**Instructions to follow**
Copy the listing out exactly as shown.

**Records for the task**
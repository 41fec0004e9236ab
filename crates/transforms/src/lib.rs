//! Class transformers: the trait they implement, the transactional edit
//! batch they apply changes through, the dynamic-call-site generator they
//! target, the two shipped transformers, and the driver that dispatches a
//! registry of them over incoming classes.

pub mod batch;
pub mod callsite;
pub mod concat;
pub mod constant_fold;
pub mod driver;

pub use batch::ChangeBatch;
pub use callsite::{BootstrapSpec, ConcatRecipe};
pub use concat::ConcatFolding;
pub use constant_fold::{ChainedCall, FieldConstantFolding, FoldTarget};
pub use driver::{AlwaysResolves, ClassResolver, Driver, DriverBuilder, FailurePolicy};

use classweave_core::{ClassNode, MethodNode};
use classweave_utils::errors::TransformError;

/// Names of the class being transformed, as the host reports them. The
/// transformed name differs from the original when an external remapper is
/// active; interest predicates get both.
#[derive(Debug, Clone)]
pub struct ClassContext {
    pub name: String,
    pub transformed_name: String,
}

/// A single bytecode transformer.
///
/// Implementations must be idempotent: running over already-transformed
/// output finds nothing to do and reports unchanged.
pub trait Transformer: Send + Sync {
    /// Stable name, used for logging and module gating.
    fn name(&self) -> &'static str;

    /// Whether this transformer wants to see the class at all. Must be
    /// pure and cheap; the driver skips parsing entirely when no
    /// registered transformer is interested.
    fn interested(&self, name: &str, transformed_name: &str) -> bool;

    /// A class that must be resolvable in the host for this transformer's
    /// output to link. The driver skips the transformer when the resolver
    /// cannot find it.
    fn required_class(&self) -> Option<&str> {
        None
    }

    /// Transforms the class in place, returning whether anything changed.
    ///
    /// The default dispatches [`transform_method`](Self::transform_method)
    /// over every method carrying code and ORs the results.
    fn transform_class(
        &self,
        ctx: &ClassContext,
        class: &mut ClassNode,
    ) -> Result<bool, TransformError> {
        let mut changed = false;
        for method in &mut class.methods {
            if method.has_code() {
                changed |= self.transform_method(ctx, method)?;
            }
        }
        Ok(changed)
    }

    /// Transforms one method body in place.
    fn transform_method(
        &self,
        _ctx: &ClassContext,
        _method: &mut MethodNode,
    ) -> Result<bool, TransformError> {
        Ok(false)
    }
}
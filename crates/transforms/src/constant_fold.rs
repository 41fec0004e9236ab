//! Folds allow-listed static field reads (optionally with one chained
//! zero-argument virtual call) into constant-bootstrap `invokedynamic`
//! call sites.
//!
//! The rewritten site carries the original accessor chain as
//! `MethodHandle` static arguments; the bootstrap invokes them once at
//! first linkage and installs the result as a constant, so repeated
//! executions skip the field read entirely. Targets come from
//! configuration, deserialized with `serde`.

use serde::Deserialize;
use tracing::info;

use classweave_analysis::{Consumers, InsnFlow};
use classweave_core::{Handle, HandleKind, Insn, MethodNode, Opcode};
use classweave_utils::errors::TransformError;

use crate::batch::ChangeBatch;
use crate::callsite::{fold_static_constant, BootstrapSpec};
use crate::{ClassContext, Transformer};

/// A zero-argument virtual call chained onto the field read.
#[derive(Debug, Clone, PartialEq, Eq, Deserialize)]
pub struct ChainedCall {
    pub name: String,
    pub descriptor: String,
}

/// One allow-listed `getstatic` to fold.
#[derive(Debug, Clone, PartialEq, Eq, Deserialize)]
pub struct FoldTarget {
    pub owner: String,
    pub name: String,
    pub descriptor: String,
    #[serde(default)]
    pub chained: Option<ChainedCall>,
}

/// Rewrites matching field accesses into constant call sites linked by a
/// configured support-class bootstrap.
#[derive(Debug)]
pub struct FieldConstantFolding {
    targets: Vec<FoldTarget>,
    bootstrap: BootstrapSpec,
}

impl FieldConstantFolding {
    pub fn new(targets: Vec<FoldTarget>, bootstrap: BootstrapSpec) -> Self {
        Self { targets, bootstrap }
    }
}

impl Transformer for FieldConstantFolding {
    fn name(&self) -> &'static str {
        "field_constant_folding"
    }

    fn interested(&self, _name: &str, _transformed_name: &str) -> bool {
        !self.targets.is_empty()
    }

    fn required_class(&self) -> Option<&str> {
        Some(&self.bootstrap.owner)
    }

    fn transform_method(
        &self,
        ctx: &ClassContext,
        method: &mut MethodNode,
    ) -> Result<bool, TransformError> {
        let mut changed = false;
        while let Some(batch) = find_fold(method, &self.targets, &self.bootstrap) {
            changed |= batch.commit(method)?;
        }
        if changed {
            info!(
                class = %ctx.name,
                method = %method.name,
                "folded constant field access"
            );
        }
        Ok(changed)
    }
}

fn find_fold(
    method: &MethodNode,
    targets: &[FoldTarget],
    bootstrap: &BootstrapSpec,
) -> Option<ChangeBatch> {
    let flow = InsnFlow::new(method);
    for (i, insn) in method.instructions.iter().enumerate() {
        let Insn::Field { op: Opcode::Getstatic, owner, name, descriptor } = insn else {
            continue;
        };
        let Some(target) = targets
            .iter()
            .find(|t| t.owner == *owner && t.name == *name && t.descriptor == *descriptor)
        else {
            continue;
        };
        if let Some(batch) = match_target(method, &flow, i, target, bootstrap) {
            return Some(batch);
        }
    }
    None
}

fn match_target(
    method: &MethodNode,
    flow: &InsnFlow<'_>,
    field_at: usize,
    target: &FoldTarget,
    bootstrap: &BootstrapSpec,
) -> Option<ChangeBatch> {
    let field_handle = Handle {
        kind: HandleKind::GetStatic,
        owner: target.owner.clone(),
        name: target.name.clone(),
        descriptor: target.descriptor.clone(),
        interface: false,
    };
    let mut batch = ChangeBatch::new();

    match &target.chained {
        None => {
            let site =
                fold_static_constant(&target.name, &target.descriptor, &[field_handle], bootstrap);
            batch.replace(field_at, vec![Insn::InvokeDynamic(site)]);
        }
        Some(chained) => {
            let result_descriptor = chained.descriptor.strip_prefix("()")?;
            let Consumers::Sole(call_at) = flow.consumers_of(field_at) else {
                return None;
            };
            let Insn::Method {
                op: Opcode::Invokevirtual,
                owner: call_owner,
                name: call_name,
                descriptor: call_descriptor,
                ..
            } = &method.instructions[call_at]
            else {
                return None;
            };
            if *call_name != chained.name || *call_descriptor != chained.descriptor {
                return None;
            }
            if flow.source_of_from_bottom(call_at, 0) != Some(field_at) {
                return None;
            }
            // Removing the field's value across a label that carries a
            // stack-map frame would falsify the recorded stack, so such
            // shapes are left alone.
            let (lo, hi) = (field_at.min(call_at), field_at.max(call_at));
            let framed_label = method.instructions[lo..=hi].iter().any(|insn| {
                matches!(insn, Insn::Label(label)
                    if method.frames.iter().any(|frame| frame.at == *label))
            });
            if framed_label {
                return None;
            }
            let call_handle = Handle {
                kind: HandleKind::InvokeVirtual,
                owner: call_owner.clone(),
                name: chained.name.clone(),
                descriptor: chained.descriptor.clone(),
                interface: false,
            };
            let site = fold_static_constant(
                &target.name,
                result_descriptor,
                &[field_handle, call_handle],
                bootstrap,
            );
            batch.remove(field_at);
            batch.replace(call_at, vec![Insn::InvokeDynamic(site)]);
        }
    }
    Some(batch)
}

**Answer box**
repository 41fec0004e9236ab
filename crates/transforms/src/lib.rs
//! Class transformers: the trait they implement, the transactional edit
//! batch they apply changes through, the dynamic-call-site generator they
//! target, the two shipped transformers, and the driver that dispatches a
//! registry of them over incoming classes.

pub mod batch;
pub mod callsite;
pub mod concat;
pub mod constant_fold;
pub mod driver;

pub use batch::ChangeBatch;
pub use callsite::{BootstrapSpec, ConcatRecipe};
pub use concat::ConcatFolding;
pub use constant_fold::{ChainedCall, FieldConstantFolding, FoldTarget};
pub use driver::{AlwaysResolves, ClassResolver, Driver, DriverBuilder, FailurePolicy};

use classweave_core::{ClassNode, MethodNode};
use classweave_utils::errors::TransformError;

/// Names of the class being transformed, as the host reports them. The
/// transformed name differs from the original when an external remapper is
/// active; interest predicates get both.
#[derive(Debug, Clone)]
pub struct ClassContext {
    pub name: String,
    pub transformed_name: String,
}

/// A single bytecode transformer.
///
/// Implementations must be idempotent: running over already-transformed
/// output finds nothing to do and reports unchanged.
pub trait Transformer: Send + Sync {
    /// Stable name, used for logging and module gating.
    fn name(&self) -> &'static str;

    /// Whether this transformer wants to see the class at all. Must be
    /// pure and cheap; the driver skips parsing entirely when no
    /// registered transformer is interested.
    fn interested(&self, name: &str, transformed_name: &str) -> bool;

    /// A class that must be resolvable in the host for this transformer's
    /// output to link. The driver skips the transformer when the resolver
    /// cannot find it.
    fn required_class(&self) -> Option<&str> {
        None
    }

    /// Transforms the class in place, returning whether anything changed.
    ///
    /// The default dispatches [`transform_method`](Self::transform_method)
    /// over every method carrying code and ORs the results.
    fn transform_class(
        &self,
        ctx: &ClassContext,
        class: &mut ClassNode,
    ) -> Result<bool, TransformError> {
        let mut changed = false;
        for method in &mut class.methods {
            if method.has_code() {
                changed |= self.transform_method(ctx, method)?;
            }
        }
        Ok(changed)
    }

    /// Transforms one method body in place.
    fn transform_method(
        &self,
        _ctx: &ClassContext,
        _method: &mut MethodNode,
    ) -> Result<bool, TransformError> {
        Ok(false)
    }
}
filename crates/transforms/src/constant_fold.rs
repository 41fec0004e9236ab
//! Folds allow-listed static field reads (optionally with one chained
//! zero-argument virtual call) into constant-bootstrap `invokedynamic`
//! call sites.
//!
//! The rewritten site carries the original accessor chain as
//! `MethodHandle` static arguments; the bootstrap invokes them once at
//! first linkage and installs the result as a constant, so repeated
//! executions skip the field read entirely. Targets come from
//! configuration, deserialized with `serde`.

use serde::Deserialize;
use tracing::info;

use classweave_analysis::{Consumers, InsnFlow};
use classweave_core::{Handle, HandleKind, Insn, MethodNode, Opcode};
use classweave_utils::errors::TransformError;

use crate::batch::ChangeBatch;
use crate::callsite::{fold_static_constant, BootstrapSpec};
use crate::{ClassContext, Transformer};

/// A zero-argument virtual call chained onto the field read.
#[derive(Debug, Clone, PartialEq, Eq, Deserialize)]
pub struct ChainedCall {
    pub name: String,
    pub descriptor: String,
}

/// One allow-listed `getstatic` to fold.
#[derive(Debug, Clone, PartialEq, Eq, Deserialize)]
pub struct FoldTarget {
    pub owner: String,
    pub name: String,
    pub descriptor: String,
    #[serde(default)]
    pub chained: Option<ChainedCall>,
}

/// Rewrites matching field accesses into constant call sites linked by a
/// configured support-class bootstrap.
#[derive(Debug)]
pub struct FieldConstantFolding {
    targets: Vec<FoldTarget>,
    bootstrap: BootstrapSpec,
}

impl FieldConstantFolding {
    pub fn new(targets: Vec<FoldTarget>, bootstrap: BootstrapSpec) -> Self {
        Self { targets, bootstrap }
    }
}

impl Transformer for FieldConstantFolding {
    fn name(&self) -> &'static str {
        "field_constant_folding"
    }

    fn interested(&self, _name: &str, _transformed_name: &str) -> bool {
        !self.targets.is_empty()
    }

    fn required_class(&self) -> Option<&str> {
        Some(&self.bootstrap.owner)
    }

    fn transform_method(
        &self,
        ctx: &ClassContext,
        method: &mut MethodNode,
    ) -> Result<bool, TransformError> {
        let mut changed = false;
        while let Some(batch) = find_fold(method, &self.targets, &self.bootstrap) {
            changed |= batch.commit(method)?;
        }
        if changed {
            info!(
                class = %ctx.name,
                method = %method.name,
                "folded constant field access"
            );
        }
        Ok(changed)
    }
}

fn find_fold(
    method: &MethodNode,
    targets: &[FoldTarget],
    bootstrap: &BootstrapSpec,
) -> Option<ChangeBatch> {
    let flow = InsnFlow::new(method);
    for (i, insn) in method.instructions.iter().enumerate() {
        let Insn::Field { op: Opcode::Getstatic, owner, name, descriptor } = insn else {
            continue;
        };
        let Some(target) = targets
            .iter()
            .find(|t| t.owner == *owner && t.name == *name && t.descriptor == *descriptor)
        else {
            continue;
        };
        if let Some(batch) = match_target(method, &flow, i, target, bootstrap) {
            return Some(batch);
        }
    }
    None
}

fn match_target(
    method: &MethodNode,
    flow: &InsnFlow<'_>,
    field_at: usize,
    target: &FoldTarget,
    bootstrap: &BootstrapSpec,
) -> Option<ChangeBatch> {
    let field_handle = Handle {
        kind: HandleKind::GetStatic,
        owner: target.owner.clone(),
        name: target.name.clone(),
        descriptor: target.descriptor.clone(),
        interface: false,
    };
    let mut batch = ChangeBatch::new();

    match &target.chained {
        None => {
            let site =
                fold_static_constant(&target.name, &target.descriptor, &[field_handle], bootstrap);
            batch.replace(field_at, vec![Insn::InvokeDynamic(site)]);
        }
        Some(chained) => {
            let result_descriptor = chained.descriptor.strip_prefix("()")?;
            let Consumers::Sole(call_at) = flow.consumers_of(field_at) else {
                return None;
            };
            let Insn::Method {
                op: Opcode::Invokevirtual,
                owner: call_owner,
                name: call_name,
                descriptor: call_descriptor,
                ..
            } = &method.instructions[call_at]
            else {
                return None;
            };
            if *call_name != chained.name || *call_descriptor != chained.descriptor {
                return None;
            }
            if flow.source_of_from_bottom(call_at, 0) != Some(field_at) {
                return None;
            }
            // Removing the field's value across a label that carries a
            // stack-map frame would falsify the recorded stack, so such
            // shapes are left alone.
            let (lo, hi) = (field_at.min(call_at), field_at.max(call_at));
            let framed_label = method.instructions[lo..=hi].iter().any(|insn| {
                matches!(insn, Insn::Label(label)
                    if method.frames.iter().any(|frame| frame.at == *label))
            });
            if framed_label {
                return None;
            }
            let call_handle = Handle {
                kind: HandleKind::InvokeVirtual,
                owner: call_owner.clone(),
                name: chained.name.clone(),
                descriptor: chained.descriptor.clone(),
                interface: false,
            };
            let site = fold_static_constant(
                &target.name,
                result_descriptor,
                &[field_handle, call_handle],
                bootstrap,
            );
            batch.remove(field_at);
            batch.replace(call_at, vec![Insn::InvokeDynamic(site)]);
        }
    }
    Some(batch)
}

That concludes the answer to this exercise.